# How new rules could kill the vaping boom USA



## Stroodlepuff (30/9/15)

If proposed FDA rules are finalized, as expected, most vaping shops will not survive, many say.

Under the FDA proposed rules, there would be a retroactive premarket review of any e-cigarette or vaping product on the market after 2007, unless they can show the product is “substantially equivalent” to one on the market before 2007. Since the industry has evolved so quickly, today’s products have little equivalence to products on the market before 2007.

The FDA is proposing different compliance dates to give a little leeway for small businesses, so the regulations may not be noticeable to vapers for a couple of years. But there is a lot of pressure to restrict vaping and e-cigarette sales.

*Read the Fortune article*

Reactions: Like 1 | Informative 1 | Useful 1


----------



## Cruzz_33 (30/9/15)

Doesn't reading this stuff make you angry ? @Stroodlepuff


----------



## Stroodlepuff (30/9/15)

It does, but on the flipside I do like to stay informed

Reactions: Like 1


----------



## MJ INC (30/9/15)

Similar legislation is hitting the EU so it's very important to the local Vape community. It's always great having a choice of liquids to Vape. It could also be an indication of rules the SA government may look at.


----------



## GadgetFreak (30/9/15)

Damn! They would use every excuse to ban or regulate vaping! Its almost as if they are willing to smile if everyone walked around with stinkies.
Really annoying. Soon our government would want to start acting "FIRST WORLD" and ban vaping.


----------



## MJ INC (30/9/15)

GadgetFreak said:


> Damn! They would use every excuse to ban or regulate vaping! Its almost as if they are willing to smile if everyone walked around with stinkies.
> Really annoying. Soon our government would want to start acting "FIRST WORLD" and ban vaping.

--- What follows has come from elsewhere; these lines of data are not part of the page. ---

use std::fs;
use std::sync::Arc;
use std::time::{Duration, Instant};

use eframe::egui;
use tracing::{debug, warn};

use crate::catalog::Decision;
use crate::config::{AppContext, HomeConfig, RoleKind, ViewerOverrides};
use crate::map::host::{FixedLocation, HostPlatform};
use crate::map::{MapController, MapEvent};
use crate::model::{CATEGORIES, CategoryFilter, Role};
use crate::state::{AppState, InputIntent, Tab};

pub mod dashboard;
pub mod detail;
pub mod map_view;
pub mod register;
pub mod search_bar;

use detail::{DetailAction, status_color};
use map_view::WalkersSurface;
use register::RegisterForm;

const STATUS_TIMEOUT: Duration = Duration::from_secs(4);

/// Opens directions and `tel:` links through the OS
struct EguiHost<'a>(&'a egui::Context);

impl HostPlatform for EguiHost<'_> {
    fn open_url(&mut self, url: &str) {
        debug!("Opening {}", url);
        self.0.open_url(egui::OpenUrl::new_tab(url));
    }
}

pub struct GuiApp {
    state: AppState,
    ctx: AppContext,
    map: MapController<WalkersSurface>,
    suggestions: Vec<String>,
    home: Option<HomeConfig>,
    register_form: RegisterForm,
    register_error: Option<String>,
    review_note: String,

    initial_scale_applied: bool,
    status_set_time: Option<Instant>,
    // Track window size and panel width for saving on exit
    last_window_size: Option<(u32, u32)>,
    panel_width: f32,
}

impl GuiApp {
    pub fn new(ctx: AppContext, state: AppState) -> Self {
        let map_cfg = &ctx.map_config;
        let surface = WalkersSurface::new(
            map_cfg.initial_center(),
            map_cfg.zoom,
            map_cfg.min_zoom,
            map_cfg.max_zoom,
        );
        let map = MapController::mount(surface, map_cfg.camera, Box::new(FixedLocation(ctx.home_point())));
        let panel_width = ctx.gui_config.panel_width.unwrap_or(380.0);
        debug!("Loaded gui config: {:?}", ctx.gui_config);
        Self {
            state,
            map,
            suggestions: ctx.search_config.suggestions.clone(),
            home: ctx.home.clone(),
            register_form: RegisterForm::default(),
            register_error: None,
            review_note: String::new(),
            initial_scale_applied: false,
            status_set_time: None,
            last_window_size: None,
            panel_width,
            ctx,
        }
    }

    pub fn run(self) -> Result<(), eframe::Error> {
        let width = self.ctx.gui_config.width.unwrap_or(1280) as f32;
        let height = self.ctx.gui_config.height.unwrap_or(800) as f32;

        let options = eframe::NativeOptions {
            viewport: egui::ViewportBuilder::default()
                .with_inner_size([width, height])
                .with_title(self.get_title_string()),
            ..Default::default()
        };

        let gui_config = self.ctx.gui_config.clone();

        eframe::run_native("pucmap", options, Box::new(move |cc| {
            egui_extras::install_image_loaders(&cc.egui_ctx);
            let mut fonts = egui::FontDefinitions::default();

            if let Some(name) = &gui_config.font_ui {
                match fs::read(name) {
                    Ok(data) => {
                        fonts.font_data.insert(name.to_owned(), Arc::new(egui::FontData::from_owned(data)));
                        fonts.families.entry(egui::FontFamily::Proportional).or_default().insert(0, name.to_owned());
                    }
                    Err(e) => warn!("Cannot load font {}: {}", name, e),
                }
            }

            cc.egui_ctx.set_fonts(fonts);
            Ok(Box::new(self))
        }))
    }

    fn get_title_string(&self) -> String {
        format!(
            "{} v{} | {} vùng trồng",
            env!("CARGO_PKG_NAME"),
            env!("CARGO_PKG_VERSION"),
            self.state.catalog.products().len()
        )
    }

    fn switch_role(&self, role: RoleKind) -> InputIntent {
        let overrides = ViewerOverrides { role: Some(role), ..Default::default() };
        InputIntent::ChangeViewer(self.ctx.viewer(&overrides))
    }

    fn top_bar(&self, ui: &mut egui::Ui, intents: &mut Vec<InputIntent>) {
        ui.horizontal(|ui| {
            for tab in Tab::for_viewer(&self.state.viewer) {
                if ui.selectable_label(self.state.current_tab == tab, tab.label()).clicked() {
                    intents.push(InputIntent::SwitchTab(tab));
                }
            }
            ui.separator();

            egui::ComboBox::from_id_salt("category_filter")
                .selected_text(self.state.category.label())
                .show_ui(ui, |ui| {
                    if ui.selectable_label(self.state.category == CategoryFilter::All, "Tất cả").clicked() {
                        intents.push(InputIntent::SetCategory(CategoryFilter::All));
                    }
                    for c in CATEGORIES {
                        let selected = self.state.category == CategoryFilter::Only(c.to_string());
                        if ui.selectable_label(selected, c).clicked() {
                            intents.push(InputIntent::SetCategory(CategoryFilter::Only(c.to_string())));
                        }
                    }
                });

            ui.with_layout(egui::Layout::right_to_left(egui::Align::Center), |ui| {
                let role = match &self.state.viewer.role {
                    Role::Farmer { .. } => "Nông hộ".to_string(),
                    Role::Buyer => "Người mua".to_string(),
                    Role::Admin { level, assigned_area, .. } => format!("{} · {}", level.label(), assigned_area),
                };
                ui.menu_button(format!("👤 {} ({})", self.state.viewer.name, role), |ui| {
                    for (kind, label) in [
                        (RoleKind::Buyer, "Người mua"),
                        (RoleKind::Farmer, "Nông hộ"),
                        (RoleKind::Admin, "Cán bộ quản lý"),
                    ] {
                        if ui.button(label).clicked() {
                            intents.push(self.switch_role(kind));
                            ui.close();
                        }
                    }
                });
            });
        });
    }

    fn list_view(&self, ui: &mut egui::Ui, show_on_map: &mut Option<String>) {
        egui::ScrollArea::vertical().show(ui, |ui| {
            egui::Grid::new("product_list").num_columns(6).striped(true).show(ui, |ui| {
                for header in ["Tên", "Mã PUC", "Nông hộ", "Địa chỉ", "Trạng thái", ""] {
                    ui.label(egui::RichText::new(header).strong());
                }
                ui.end_row();
                for p in &self.state.filtered {
                    ui.label(&p.name);
                    ui.label(&p.region_code);
                    ui.label(&p.farmer_name);
                    ui.label(&p.location.address);
                    ui.colored_label(status_color(p.status), p.status.label());
                    if ui.button("🗺").on_hover_text("Xem trên bản đồ").clicked() {
                        *show_on_map = Some(p.id.clone());
                    }
                    ui.end_row();
                }
            });
        });
    }
}

impl eframe::App for GuiApp {
    // eframe 0.34 requires `ui`; all drawing happens in `update`, which eframe still calls.
    fn ui(&mut self, _ui: &mut egui::Ui, _frame: &mut eframe::Frame) {}

    fn update(&mut self, ctx: &egui::Context, _frame: &mut eframe::Frame) {
        if !self.initial_scale_applied {
            let user_scale = self.ctx.gui_config.font_scale.unwrap_or(1.0);
            ctx.set_pixels_per_point(ctx.pixels_per_point() * user_scale);
            self.initial_scale_applied = true;
        }

        match (&self.state.status_message, self.status_set_time) {
            (Some(_), None) => self.status_set_time = Some(Instant::now()),
            (Some(_), Some(set_time)) if set_time.elapsed() > STATUS_TIMEOUT => {
                self.state.status_message = None;
                self.status_set_time = None;
            }
            (None, Some(_)) => self.status_set_time = None,
            _ => {}
        }

        let mut intents: Vec<InputIntent> = Vec::new();
        let mut events: Vec<MapEvent> = Vec::new();
        let mut detail_action = None;
        let mut clicked_marker = None;
        let mut show_on_map: Option<String> = None;

        egui::TopBottomPanel::top("tabs").show(ctx, |ui| self.top_bar(ui, &mut intents));

        egui::TopBottomPanel::bottom("status").show(ctx, |ui| {
            if let Some((msg, is_error)) = &self.state.status_message {
                ui.colored_label(if *is_error { egui::Color32::RED } else { egui::Color32::GREEN }, msg);
            } else {
                let query = &self.state.applied_query;
                let mut text = format!("{} vùng trồng", self.state.filtered.len());
                if !query.is_empty() {
                    text.push_str(&format!(" | \"{}\"", query));
                }
                ui.label(text);
            }
        });

        if let Some(decision) = &self.state.pending_decision {
            let target = self.state.review_target().map(|p| p.name.clone()).unwrap_or_default();
            let verb = match decision {
                Decision::Approve { .. } => "Duyệt",
                Decision::Reject { .. } => "Từ chối",
            };
            egui::Window::new("Xác nhận")
                .collapsible(false)
                .resizable(false)
                .anchor(egui::Align2::CENTER_CENTER, [0.0, 0.0])
                .show(ctx, |ui| {
                    ui.label(format!("{} hồ sơ \"{}\"?", verb, target));
                    ui.horizontal(|ui| {
                        if ui.button("Đồng ý").clicked() {
                            intents.push(InputIntent::ConfirmReview);
                        }
                        if ui.button("Hủy").clicked() {
                            intents.push(InputIntent::Cancel);
                        }
                    });
                });
        }

        match self.state.current_tab {
            Tab::Map => {
                let selected_handle = self.map.selection().id().and_then(|id| self.map.marker_for(id));
                let panel = egui::SidePanel::left("map_panel")
                    .default_width(self.panel_width)
                    .resizable(true)
                    .show(ctx, |ui| {
                        search_bar::show(ui, self.map.search_mut(), &self.suggestions, &mut events);
                        if ui.button("📍 Vị trí của tôi").clicked() {
                            events.push(MapEvent::LocateMe);
                        }
                        ui.separator();
                        egui::ScrollArea::vertical().show(ui, |ui| {
                            if let Some(p) = self.map.selected() {
                                let saved = self.map.selection().saved();
                                detail_action = detail::show(ui, p, saved, self.home.as_ref(), self.state.today);
                            } else {
                                for p in self.map.visible() {
                                    let label = format!("{}\n{}", p.name, p.location.address);
                                    if ui.selectable_label(false, label).clicked() {
                                        show_on_map = Some(p.id.clone());
                                    }
                                }
                            }
                        });
                    });
                self.panel_width = panel.response.rect.width();

                egui::CentralPanel::default().frame(egui::Frame::NONE).show(ctx, |ui| {
                    clicked_marker = self.map.surface_mut().show(ui, selected_handle);
                });
            }
            Tab::List => {
                egui::CentralPanel::default().show(ctx, |ui| self.list_view(ui, &mut show_on_map));
                if show_on_map.is_some() {
                    intents.push(InputIntent::SwitchTab(Tab::Map));
                }
            }
            Tab::MyFarms => {
                egui::CentralPanel::default().show(ctx, |ui| {
                    egui::ScrollArea::vertical().show(ui, |ui| {
                        let mine = self.state.my_products();
                        register::show(ui, &mut self.register_form, &mine, &mut intents, &mut self.register_error);
                    });
                });
            }
            Tab::Dashboard => {
                egui::CentralPanel::default().show(ctx, |ui| {
                    dashboard::show(ui, &self.state, &mut self.review_note, &mut intents);
                });
            }
        }

        // --- Map events ---
        if let Some(handle) = clicked_marker {
            events.push(MapEvent::MarkerClicked(handle));
        }
        if let Some(handle) = show_on_map.and_then(|id| self.map.marker_for(&id)) {
            events.push(MapEvent::MarkerClicked(handle));
        }
        match detail_action {
            Some(DetailAction::Close) => events.push(MapEvent::CloseDetail),
            Some(DetailAction::ToggleSaved) => events.push(MapEvent::ToggleSaved),
            Some(DetailAction::Directions) => {
                self.map.open_directions(&mut EguiHost(ctx));
            }
            Some(DetailAction::Call) => {
                if !self.map.call_selected(&mut EguiHost(ctx)) {
                    self.state.set_status("Không có số liên hệ.".to_string(), true);
                }
            }
            None => {}
        }
        for event in events {
            if let Some(applied) = self.map.handle(event) {
                intents.push(InputIntent::ApplySearch(applied));
            }
        }

        // --- App intents ---
        let review_done = intents.iter().any(|i| matches!(i, InputIntent::ConfirmReview));
        for intent in intents {
            self.state.handle_input(intent);
        }
        if review_done {
            self.review_note.clear();
        }

        if self.map.show(&self.state.filtered, &self.state.applied_query).is_some() {
            ctx.request_repaint();
        }

        if let Some(rect) = ctx.input(|i| i.viewport().inner_rect) {
            let size = (rect.width() as u32, rect.height() as u32);
            if size.0 > 100 && size.1 > 100 {
                self.last_window_size = Some(size);
            }
        }
    }

    fn on_exit(&mut self) {
        // Save window size and panel width to config
        let mut gui_config = self.ctx.gui_config.clone();
        if let Some((w, h)) = self.last_window_size {
            gui_config.width = Some(w);
            gui_config.height = Some(h);
        } else {
            debug!("No window size captured");
        }
        gui_config.panel_width = Some(self.panel_width);
        if let Err(e) = self.ctx.save_gui_config(&gui_config) {
            warn!("Error saving config: {:#}", e);
        }
    }
}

My personal opinion is there two main reasons for bans other then the obvious ignorance. The first is that in many of these countries, cigarettes are heavily taxed and create massive revenues for the government. Most are struggling to find a way to actually tax e cig's though I do know Korea heavily taxes them and so does Ghana(but that is on importing). The other is the huge money that cigarette companies use to lobby governments. They either want you to stick to normal smokes or if you still want to Vape you have to use their generic devices, fluids and even the new proprietary tech they've created. All bad news for the end user and those around the world who are taking devices and juices to the next level

Reactions: Like 1 | Agree 1


----------



## zadiac (30/9/15)

GadgetFreak said:


> Damn! They would use every excuse to ban or regulate vaping! Its almost as if they are willing to smile if everyone walked around with stinkies.
> Really annoying. Soon our government would want to start acting "FIRST WORLD" and ban vaping.



If they ban it in SA, I wil personally start the black market and will sell vaping stuff during my patrol duties!

Reactions: Like 2 | Winner 1


----------